Dataset entries:
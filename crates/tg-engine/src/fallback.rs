// fallback.rs — ErrorHandler: turn pipeline failures into decisions.
//
// `evaluate()` has no error path. Whatever goes wrong between validation and
// classification (a guard I/O error, a rate-limit refusal, an admission
// timeout, a panic) ends up here and leaves as a TrustDecision whose reason
// names the failure category, so a reviewer can tell why a human was asked.
//
// The default handler fails closed: every error requires manual approval.

use std::fmt;

use serde::Serialize;

use tg_policy::{DecisionSource, Operation, RiskLevel, TrustDecision};

use crate::error::EngineError;

/// Where in the pipeline an error was raised.
#[derive(Debug, Clone, Copy, PartialEq, Eq, Serialize)]
#[serde(rename_all = "snake_case")]
pub enum PipelineStage {
    Validate,
    Guard,
    RateLimit,
    Cache,
    Admission,
    Classify,
}

impl fmt::Display for PipelineStage {
    fn fmt(&self, f: &mut fmt::Formatter<'_>) -> fmt::Result {
        let s = match self {
            PipelineStage::Validate => "validate",
            PipelineStage::Guard => "guard",
            PipelineStage::RateLimit => "rate_limit",
            PipelineStage::Cache => "cache",
            PipelineStage::Admission => "admission",
            PipelineStage::Classify => "classify",
        };
        write!(f, "{}", s)
    }
}

/// What the handler is told about a failure.
#[derive(Debug, Clone)]
pub struct ErrorContext<'a> {
    pub stage: PipelineStage,
    /// Absent when the payload could not be parsed into an Operation.
    pub operation: Option<&'a Operation>,
}

impl<'a> ErrorContext<'a> {
    pub fn new(stage: PipelineStage, operation: Option<&'a Operation>) -> Self {
        Self { stage, operation }
    }
}

/// Handler output.
#[derive(Debug, Clone, PartialEq, Eq)]
pub struct FallbackDecision {
    pub decision: TrustDecision,
    pub reason: String,
    /// False only when the handler chose to let the error's natural
    /// decision stand (custom handlers may do so).
    pub fallback_applied: bool,
}

/// Converts pipeline errors into decisions.
pub trait ErrorHandler: Send + Sync {
    fn handle_error(&self, error: &EngineError, context: &ErrorContext<'_>) -> FallbackDecision;
}

/// The human-readable prefix for each error category.
pub fn category_label(source: DecisionSource) -> &'static str {
    match source {
        DecisionSource::Validation => "invalid operation",
        DecisionSource::Config => "configuration error",
        DecisionSource::Security => "security",
        DecisionSource::RateLimit => "rate limit exceeded",
        DecisionSource::Overload => "system overloaded",
        DecisionSource::Internal
        | DecisionSource::Classifier
        | DecisionSource::Memo
        | DecisionSource::PatternCache => "system error",
    }
}

/// Every error becomes a manual-approval escalation.
#[derive(Debug, Default, Clone, Copy)]
pub struct FailClosedHandler;

impl ErrorHandler for FailClosedHandler {
    fn handle_error(&self, error: &EngineError, context: &ErrorContext<'_>) -> FallbackDecision {
        let source = error.category();
        let label = category_label(source);
        let message = error.to_string();
        let reason = if message.starts_with(label) {
            message
        } else {
            format!("{}: {}", label, message)
        };
        let risk = match source {
            DecisionSource::Config | DecisionSource::Security | DecisionSource::Internal => {
                RiskLevel::High
            }
            _ => RiskLevel::Medium,
        };

        match source {
            DecisionSource::RateLimit | DecisionSource::Overload => {
                tracing::warn!(stage = %context.stage, "{}", reason)
            }
            _ => tracing::error!(stage = %context.stage, "{}", reason),
        }

        FallbackDecision {
            decision: TrustDecision::escalate(risk, reason.clone(), source),
            reason,
            fallback_applied: true,
        }
    }
}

(Your goal):
Respond with one number, namely the count of lines in the entries above that hold the word "manual".

(Completed task):
2